[[ Given entries, beginning ]]
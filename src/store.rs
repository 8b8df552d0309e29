//! The labeled recording store and its two core operations.
//!
//! The store is built once, validated, and only read afterwards.
use std::collections::BTreeMap;

use itertools::Itertools;
use serde::{Deserialize, Serialize};

use crate::electrode::{electrode_window, ElectrodeTrace};
use crate::error::StimError;
use crate::recording::Subject;
use crate::stats::SummaryStats;
use crate::{EXPERIMENTER_NAMES, NUM_SAMPLES};

/// Statistics of the per-subject mean voltages of one experimenter.
#[derive(Debug, PartialEq, Clone, Serialize, Deserialize)]
pub struct GroupSummary {
    /// The name of the experimenter.
    pub experimenter: String,
    /// The number of subjects recorded by the experimenter.
    pub num_subjects: usize,
    /// The statistics, or `None` if the experimenter has no subject.
    pub stats: Option<SummaryStats>,
}

impl GroupSummary {
    pub fn is_empty(&self) -> bool {
        self.stats.is_none()
    }
}

/// The result of an experimenter grouping, aligned with the requested names.
#[derive(Debug, PartialEq, Clone, Serialize, Deserialize)]
pub struct ExperimenterBias {
    pub groups: Vec<GroupSummary>,
}

impl ExperimenterBias {
    pub fn names(&self) -> Vec<&str> {
        self.groups.iter().map(|g| g.experimenter.as_str()).collect()
    }

    /// The mean of the subject means per experimenter (NaN for an empty group).
    pub fn means(&self) -> Vec<f64> {
        self.collect(|s| s.mean)
    }

    /// The standard deviation of the subject means per experimenter (NaN for an empty group).
    pub fn stds(&self) -> Vec<f64> {
        self.collect(|s| s.std)
    }

    /// The median of the subject means per experimenter (NaN for an empty group).
    pub fn medians(&self) -> Vec<f64> {
        self.collect(|s| s.median)
    }

    fn collect(&self, f: impl Fn(&SummaryStats) -> f64) -> Vec<f64> {
        self.groups
            .iter()
            .map(|g| g.stats.as_ref().map_or(f64::NAN, &f))
            .collect()
    }
}

/// A mapping from subject id to recorded subject.
#[derive(Debug, Clone, PartialEq)]
pub struct LabeledRecordingStore {
    subjects: BTreeMap<usize, Subject>,
    stim_index: Option<Vec<String>>,
}

impl LabeledRecordingStore {
    /// Create a store from the provided subjects.
    /// The function returns an error if two subjects share the same id.
    pub fn build(subjects: Vec<Subject>) -> Result<Self, StimError> {
        let mut map = BTreeMap::new();
        for subject in subjects {
            let id = subject.id();
            if map.insert(id, subject).is_some() {
                return Err(StimError::DuplicateSubject(id));
            }
        }
        log::info!("Recording store built with {} subjects", map.len());
        Ok(LabeledRecordingStore {
            subjects: map,
            stim_index: None,
        })
    }

    /// Attach a label to every position of the sample axis.
    /// The function returns an error if there is not exactly one label per sample.
    pub fn with_stim_index(mut self, labels: Vec<String>) -> Result<Self, StimError> {
        if labels.len() != NUM_SAMPLES {
            return Err(StimError::IncompatibleShape(format!(
                "{} stimulus labels provided",
                labels.len()
            )));
        }
        self.stim_index = Some(labels);
        Ok(self)
    }

    pub fn subject(&self, subject_id: usize) -> Result<&Subject, StimError> {
        self.subjects
            .get(&subject_id)
            .ok_or(StimError::NotFound(subject_id))
    }

    /// Returns the subject ids in increasing order.
    pub fn subject_ids(&self) -> Vec<usize> {
        self.subjects.keys().copied().collect()
    }

    pub fn subjects_iter(&self) -> impl Iterator<Item = &Subject> + '_ {
        self.subjects.values()
    }

    pub fn num_subjects(&self) -> usize {
        self.subjects.len()
    }

    pub fn num_repetitions(&self, subject_id: usize) -> Result<usize, StimError> {
        Ok(self.subject(subject_id)?.num_repetitions())
    }

    pub fn stim_index(&self) -> Option<&[String]> {
        self.stim_index.as_deref()
    }

    /// Returns the distinct experimenter names, in order of first appearance by subject id.
    pub fn experimenters(&self) -> Vec<&str> {
        self.subjects
            .values()
            .map(|s| s.attributes().experimenter.as_str())
            .unique()
            .collect()
    }

    /// Returns the mean voltage of a subject across all samples and repetitions.
    pub fn subject_mean(&self, subject_id: usize) -> Result<f64, StimError> {
        Ok(self.subject(subject_id)?.mean_voltage())
    }

    /// Extract the voltage windows of the given electrodes for one subject and repetition.
    /// The traces follow the order of `electrode_numbers`, repeats included.
    pub fn select_electrode_trace(
        &self,
        subject_id: usize,
        repetition_number: usize,
        electrode_numbers: &[usize],
    ) -> Result<Vec<ElectrodeTrace>, StimError> {
        let subject = self.subject(subject_id)?;
        if repetition_number >= subject.num_repetitions() {
            return Err(StimError::OutOfRange(format!(
                "repetition {} is not in 0..{} for subject {}",
                repetition_number,
                subject.num_repetitions(),
                subject_id
            )));
        }

        let windows = electrode_numbers
            .iter()
            .map(|&k| electrode_window(k).map(|w| (k, w)))
            .collect::<Result<Vec<_>, StimError>>()?;

        let rep_values = subject.voltage().column(repetition_number);
        let traces: Vec<ElectrodeTrace> = windows
            .into_iter()
            .map(|(k, (start, end))| {
                ElectrodeTrace::new(k, rep_values.rows(start, end - start).iter().copied().collect())
            })
            .collect();

        log::debug!(
            "Selected {} electrode traces for subject {} (repetition {})",
            traces.len(),
            subject_id,
            repetition_number
        );
        Ok(traces)
    }

    /// Group the subjects by experimenter and summarize their mean voltages.
    /// There is one summary per name, in the order of `experimenter_names`; an experimenter
    /// without any subject gets an empty summary instead of an error.
    pub fn aggregate_by_experimenter(&self, experimenter_names: &[&str]) -> ExperimenterBias {
        let groups = experimenter_names
            .iter()
            .map(|&name| {
                let subject_means: Vec<f64> = self
                    .subjects
                    .values()
                    .filter(|s| s.attributes().experimenter == name)
                    .map(|s| s.mean_voltage())
                    .collect();

                if subject_means.is_empty() {
                    log::warn!("No subject recorded by experimenter {}", name);
                }

                GroupSummary {
                    experimenter: name.to_string(),
                    num_subjects: subject_means.len(),
                    stats: SummaryStats::from_values(&subject_means),
                }
            })
            .collect();

        ExperimenterBias { groups }
    }

    /// Summarize the mean voltages for the default experimenters.
    pub fn experimenter_bias(&self) -> ExperimenterBias {
        self.aggregate_by_experimenter(&EXPERIMENTER_NAMES)
    }
}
[[ Given entries, end ]]
**What you will do**
The lines needed run from the first line of the data through the line containing "The standard deviation"; give them again exactly and nothing else.

**Reply**
filename src/store.rs
repository 8b8df552d0309e29
//! The labeled recording store and its two core operations.
//!
//! The store is built once, validated, and only read afterwards.
use std::collections::BTreeMap;

use itertools::Itertools;
use serde::{Deserialize, Serialize};

use crate::electrode::{electrode_window, ElectrodeTrace};
use crate::error::StimError;
use crate::recording::Subject;
use crate::stats::SummaryStats;
use crate::{EXPERIMENTER_NAMES, NUM_SAMPLES};

/// Statistics of the per-subject mean voltages of one experimenter.
#[derive(Debug, PartialEq, Clone, Serialize, Deserialize)]
pub struct GroupSummary {
    /// The name of the experimenter.
    pub experimenter: String,
    /// The number of subjects recorded by the experimenter.
    pub num_subjects: usize,
    /// The statistics, or `None` if the experimenter has no subject.
    pub stats: Option<SummaryStats>,
}

impl GroupSummary {
    pub fn is_empty(&self) -> bool {
        self.stats.is_none()
    }
}

/// The result of an experimenter grouping, aligned with the requested names.
#[derive(Debug, PartialEq, Clone, Serialize, Deserialize)]
pub struct ExperimenterBias {
    pub groups: Vec<GroupSummary>,
}

impl ExperimenterBias {
    pub fn names(&self) -> Vec<&str> {
        self.groups.iter().map(|g| g.experimenter.as_str()).collect()
    }

    /// The mean of the subject means per experimenter (NaN for an empty group).
    pub fn means(&self) -> Vec<f64> {
        self.collect(|s| s.mean)
    }

    /// The standard deviation of the subject means per experimenter (NaN for an empty group).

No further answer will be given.